**TASK REQUIREMENTS:** Locate every line in the records below that holds the word "struct" and return each one.

[Collected data]

--

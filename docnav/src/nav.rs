//! The navigation forest: one `NavItem` per entry, in display order.

use serde::Deserialize;

use crate::error::NavDataError;

/// One entry in the navigation tree: a display title, an optional link
/// target, and an ordered list of child entries. Grouping entries carry no
/// link of their own.
#[derive(Debug, Clone, PartialEq, Eq, Default, Deserialize)]
#[serde(from = "NavItemRepr")]
pub struct NavItem {
    pub title: String,
    pub href: Option<String>,
    pub children: Vec<NavItem>,
}

impl NavItem {
    pub fn page(title: impl Into<String>, href: impl Into<String>) -> Self {
        Self {
            title: title.into(),
            href: Some(href.into()),
            children: Vec::new(),
        }
    }

    pub fn group(title: impl Into<String>) -> Self {
        Self {
            title: title.into(),
            href: None,
            children: Vec::new(),
        }
    }

    pub fn href(mut self, href: impl Into<String>) -> Self {
        self.href = Some(href.into());
        self
    }

    pub fn child(mut self, child: NavItem) -> Self {
        self.children.push(child);
        self
    }

    /// The link target, if this entry is addressable. An empty href means
    /// "no page of its own" and yields None.
    pub fn link(&self) -> Option<&str> {
        self.href.as_deref().filter(|href| !href.is_empty())
    }
}

/// Parse a JSON navigation forest.
///
/// Accepts the canonical shape plus the legacy serializations older site
/// templates emitted; everything is normalized into [`NavItem`].
pub fn load_nav(json: &str) -> Result<Vec<NavItem>, NavDataError> {
    let forest: Vec<NavItem> = serde_json::from_str(json)?;
    Ok(forest)
}

/// The shapes navigation data arrives in. Variants beyond the canonical one
/// are legacy serializations, equivalent in meaning and normalized away at
/// this boundary:
///
/// - canonical: `{"title": …, "href": …, "children": […]}`
/// - grouped:   `{"title": …, "href": …, "pages": […], "sections": […]}`
///   (pages come before sections in display order)
/// - pair:      `[["title", "href"], [child, …]]`
#[derive(Debug, Deserialize)]
#[serde(untagged)]
enum NavItemRepr {
    Entry(EntryRepr),
    Pair(PairRepr),
}

#[derive(Debug, Deserialize)]
struct EntryRepr {
    #[serde(default)]
    title: String,
    #[serde(default)]
    href: Option<String>,
    #[serde(default)]
    children: Vec<NavItemRepr>,
    #[serde(default)]
    pages: Vec<NavItemRepr>,
    #[serde(default)]
    sections: Vec<NavItemRepr>,
}

#[derive(Debug, Deserialize)]
struct PairRepr((String, String), Vec<NavItemRepr>);

impl From<NavItemRepr> for NavItem {
    fn from(repr: NavItemRepr) -> Self {
        match repr {
            NavItemRepr::Entry(entry) => {
                let mut children: Vec<NavItem> =
                    entry.children.into_iter().map(NavItem::from).collect();
                children.extend(entry.pages.into_iter().map(NavItem::from));
                children.extend(entry.sections.into_iter().map(NavItem::from));

                NavItem {
                    title: entry.title,
                    href: normalize_href(entry.href),
                    children,
                }
            }
            NavItemRepr::Pair(PairRepr((title, href), children)) => NavItem {
                title,
                href: normalize_href(Some(href)),
                children: children.into_iter().map(NavItem::from).collect(),
            },
        }
    }
}

fn normalize_href(href: Option<String>) -> Option<String> {
    href.filter(|href| !href.is_empty())
}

--

**EXERCISE RESPONSE:**
pub struct NavItem {
struct EntryRepr {
struct PairRepr((String, String), Vec<NavItemRepr>);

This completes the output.